1. Prepare MEA plate according to standard orgnoid protocol (PEI-coated surface with standard washing and overnight drying steps)
2. Add laminin to final concentration (10 ug/mL) into media containg organids
3. Prepare enough 100% Martigel to add at least 15 uL to each well of the MEA plate that will contain an organoid

Collect the organoids

1. Using a wide-bore pipette tip or a pipette tip that has been cut to a wide-bore size, gently aspirate some media from the organoid prep wells, and then remove one orgaiod via pipetting

Deposit the organoids

1. Hold the pipette vertically, allowing the organoid to fall to the bottom of the tip
2. Place the organoid in the center of a well in the MEA plate by loding the pipette vertically tip: use your other hand to stabilize the pipette tip during the dispense
3. The MEA plates should be flat on the surface during this transfer step. Repeat steps 4-6 untill all wells in the plate have an organoid placed

Position the organoids

1. Using the pipette of choice (10uL or 200uL), gently aspirate midia from the region surrounding each organic, using that suction to reposition the organoid in the well (e.g., if the organoid is placed too far to the right use suction form the left to reposition the organoid toward the center).
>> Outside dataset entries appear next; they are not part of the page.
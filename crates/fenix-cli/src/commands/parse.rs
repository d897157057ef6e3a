//! Implementation of the `fenix parse` command.

use fenix::{parse_placeholder, PlaceholderInvocation};
use miette::IntoDiagnostic;
use owo_colors::OwoColorize;

use crate::output::PlaceholderDiagnostic;

/// Arguments for the parse command.
#[derive(Debug, clap::Args)]
pub struct ParseArgs {
    /// Placeholder text to parse
    pub placeholder: String,

    /// Output as JSON
    #[arg(long)]
    pub json: bool,
}

/// Run the parse command.
pub fn run_parse(args: ParseArgs) -> miette::Result<i32> {
    let invocation = match parse_placeholder(&args.placeholder) {
        Ok(invocation) => invocation,
        Err(e) => {
            if args.json {
                eprintln!("{}", serde_json::json!({ "error": e.to_string() }));
            } else {
                let text = &args.placeholder;
                PlaceholderDiagnostic::new("placeholder", text, 0..text.len(), e.to_string())
                    .with_help("placeholders look like {{Name.Path[indexes](arguments)}(true,0)}")
                    .emit();
            }
            return Ok(exitcode::DATAERR);
        }
    };

    if args.json {
        println!("{}", serde_json::to_string_pretty(&invocation).into_diagnostic()?);
    } else {
        print_invocation(&invocation);
    }
    Ok(exitcode::OK)
}

fn print_invocation(invocation: &PlaceholderInvocation) {
    println!("{:<11}{}", "matched".bold(), invocation.raw_text);
    println!("{:<11}{}", "function".bold(), invocation.function_name);
    println!("{:<11}{:?}", "indexes".bold(), invocation.array_indexes);
    println!("{:<11}{:?}", "arguments".bold(), invocation.arguments);
    let entropy = if invocation.use_execution_entropy {
        format!("execution identity + {}", invocation.extra_entropy)
    } else {
        format!("fixed {}", invocation.extra_entropy)
    };
    println!("{:<11}{}", "entropy".bold(), entropy);
}
//! Fixed-capacity pass slot table.
//!
//! Slot 0 always holds the stock passthrough before anything else is
//! populated. A slot either owns its program pair or aliases another slot
//! (the plain-mode fallback sets slot 1 = slot 0); aliases hold no programs,
//! so teardown can never release the same pair twice.

use crate::backend::{CompiledProgram, ParamHandle};
use crate::chain::FrameParams;
use crate::reflect::{self, StageBindings};

/// Total slot capacity of a chain, including the stock slot.
pub const MAX_PASSES: usize = 30;

/// Slots held back from user presets. Tunable margin; nothing derives
/// meaning from the exact number.
pub(crate) const RESERVED_SLOTS: usize = 3;

/// Upper bound on configured passes in a preset.
pub const MAX_USER_PASSES: usize = MAX_PASSES - RESERVED_SLOTS;

pub(crate) const MAT4_IDENTITY: [f32; 16] = [
    1.0, 0.0, 0.0, 0.0, //
    0.0, 1.0, 0.0, 0.0, //
    0.0, 0.0, 1.0, 0.0, //
    0.0, 0.0, 0.0, 1.0,
];

/// One pass's compiled pair plus its resolved per-frame bindings.
pub struct PassProgram<P> {
    pub(crate) vertex: P,
    pub(crate) fragment: P,
    vertex_bindings: StageBindings,
    fragment_bindings: StageBindings,
    projection: Option<ParamHandle>,
    pub(crate) projection_value: [f32; 16],
}

impl<P: CompiledProgram> PassProgram<P> {
    /// Pair up two freshly compiled stages. Resolution runs here, exactly
    /// once, before the pass becomes reachable through the table.
    pub fn new(vertex: P, fragment: P) -> Self {
        let vertex_bindings = reflect::resolve_stage(&vertex);
        let fragment_bindings = reflect::resolve_stage(&fragment);
        let projection = reflect::resolve_projection(&vertex);
        Self {
            vertex,
            fragment,
            vertex_bindings,
            fragment_bindings,
            projection,
            projection_value: MAT4_IDENTITY,
        }
    }

    pub fn vertex(&self) -> &P {
        &self.vertex
    }

    pub fn fragment(&self) -> &P {
        &self.fragment
    }

    pub fn vertex_mut(&mut self) -> &mut P {
        &mut self.vertex
    }

    pub fn fragment_mut(&mut self) -> &mut P {
        &mut self.fragment
    }

    /// Push the per-frame values into every resolved handle. Absent handles
    /// are skipped. No allocation; this sits on the render path.
    pub(crate) fn push_frame(&mut self, params: &FrameParams) {
        let video = [params.video_size[0] as f32, params.video_size[1] as f32];
        let texture = [
            params.texture_size[0] as f32,
            params.texture_size[1] as f32,
        ];
        let output = [params.output_size[0] as f32, params.output_size[1] as f32];
        let frame_count = params.frame_count as f32;
        let direction = if params.playback_reversed { -1.0 } else { 1.0 };

        push_stage(
            &mut self.fragment,
            &self.fragment_bindings,
            video,
            texture,
            output,
            frame_count,
            direction,
        );
        push_stage(
            &mut self.vertex,
            &self.vertex_bindings,
            video,
            texture,
            output,
            frame_count,
            direction,
        );
    }

    /// Push the cached projection matrix, if the vertex stage declares one.
    pub(crate) fn push_projection(&mut self) -> bool {
        match self.projection {
            Some(handle) => {
                self.vertex.set_mat4(handle, &self.projection_value);
                true
            }
            None => false,
        }
    }
}

fn push_stage<P: CompiledProgram>(
    program: &mut P,
    bindings: &StageBindings,
    video: [f32; 2],
    texture: [f32; 2],
    output: [f32; 2],
    frame_count: f32,
    direction: f32,
) {
    if let Some(handle) = bindings.video_size {
        program.set_vec2(handle, video);
    }
    if let Some(handle) = bindings.texture_size {
        program.set_vec2(handle, texture);
    }
    if let Some(handle) = bindings.output_size {
        program.set_vec2(handle, output);
    }
    if let Some(handle) = bindings.frame_count {
        program.set_float(handle, frame_count);
    }
    if let Some(handle) = bindings.frame_direction {
        program.set_float(handle, direction);
    }
}

pub(crate) enum PassSlot<P> {
    Vacant,
    Occupied(PassProgram<P>),
    /// Shares another slot's programs without owning them.
    Alias(usize),
}

/// Fixed-capacity ordered table of pass slots.
pub(crate) struct PassTable<P> {
    slots: Vec<PassSlot<P>>,
}

impl<P: CompiledProgram> PassTable<P> {
    pub fn new() -> Self {
        let mut slots = Vec::with_capacity(MAX_PASSES);
        slots.resize_with(MAX_PASSES, || PassSlot::Vacant);
        Self { slots }
    }

    pub fn set(&mut self, index: usize, slot: PassSlot<P>) {
        self.slots[index] = slot;
    }

    /// Map a chain index to the slot that actually holds programs,
    /// following at most one alias hop.
    fn storage_index(&self, index: usize) -> Option<usize> {
        match self.slots.get(index)? {
            PassSlot::Occupied(_) => Some(index),
            PassSlot::Alias(target) => match self.slots.get(*target)? {
                PassSlot::Occupied(_) => Some(*target),
                _ => None,
            },
            PassSlot::Vacant => None,
        }
    }

    pub fn resolve(&self, index: usize) -> Option<&PassProgram<P>> {
        let storage = self.storage_index(index)?;
        match &self.slots[storage] {
            PassSlot::Occupied(pass) => Some(pass),
            _ => None,
        }
    }

    pub fn resolve_mut(&mut self, index: usize) -> Option<&mut PassProgram<P>> {
        let storage = self.storage_index(index)?;
        match &mut self.slots[storage] {
            PassSlot::Occupied(pass) => Some(pass),
            _ => None,
        }
    }

    /// Slots that render something: owned pairs and live aliases.
    pub fn populated(&self) -> usize {
        (0..self.slots.len())
            .filter(|&i| self.storage_index(i).is_some())
            .count()
    }

    /// Release every slot. Owned programs drop exactly once; aliases and
    /// vacants carry nothing. Safe on a partially-populated table.
    pub fn release(&mut self) {
        for slot in &mut self.slots {
            *slot = PassSlot::Vacant;
        }
    }

    /// Release everything above slot 0, leaving the stock pass intact.
    pub fn release_user_slots(&mut self) {
        for slot in &mut self.slots[1..] {
            *slot = PassSlot::Vacant;
        }
    }
}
Note: the organoids will be sitting in only a small volume of media, but this should be sufficient to maintain hydration for the duration of the plating
2. Once the Matrigel is at the appropirate temperature, use a 200 uL pipette tip to aspirate 15 uL. Hold the pipette vertically directly over the organoid and drip the Matrigel onto the organoid Note: 15 uL is optimal for 2-3 mm organoids, but this volume can be adjusted based on size.

Incubate the organoids

1. Once Matrigel has been added on top of all plated organoids, close the plate lid and transfer to a 37C/5%CO2 incubator for at least 2 hours, allowing Martigel to solidify
2. After 2 hours, transfer the plate back to the biosafety cabinet, and add half volumes of media to each side of the well. If this is a 6-well plate, use 500 uL on either side, paying careful attention to add the meida to the well of the conial feature in the well, allowing the media to gently flow into the well and not disturb the organoids. The plate may be tilted at this stage to assist in media addition

Troubleshooting detachment

If an organoid becomes detached, which can occur, simply aspirate the midia and repeat from step 8. Consider incubation with Marigel for longer OR using a larger volume of matigel if the organoid is larger.

Maintenace

Once the wells on the plate have media added and organs are secure, you may proceed with maintaing the culuture by performing half media changes regularly. Record from the plate via the Maestro perodically to observe culture maturation over time. You may be able to observe signals within hours of plating the orgaoids on the MEA, however, this experimence may very based on the maturity of the organoids, the differentiation protocol used, and, in general, time on the MEA.

Recording activity

While some organoids may show activity shortly after plating, orgnoids typically require 1-2 weeks of culture on the MEA plates before showing robust activity. Begin monitoring after 24 hours to identify the optimal analysis window when peak activity and stability is observed.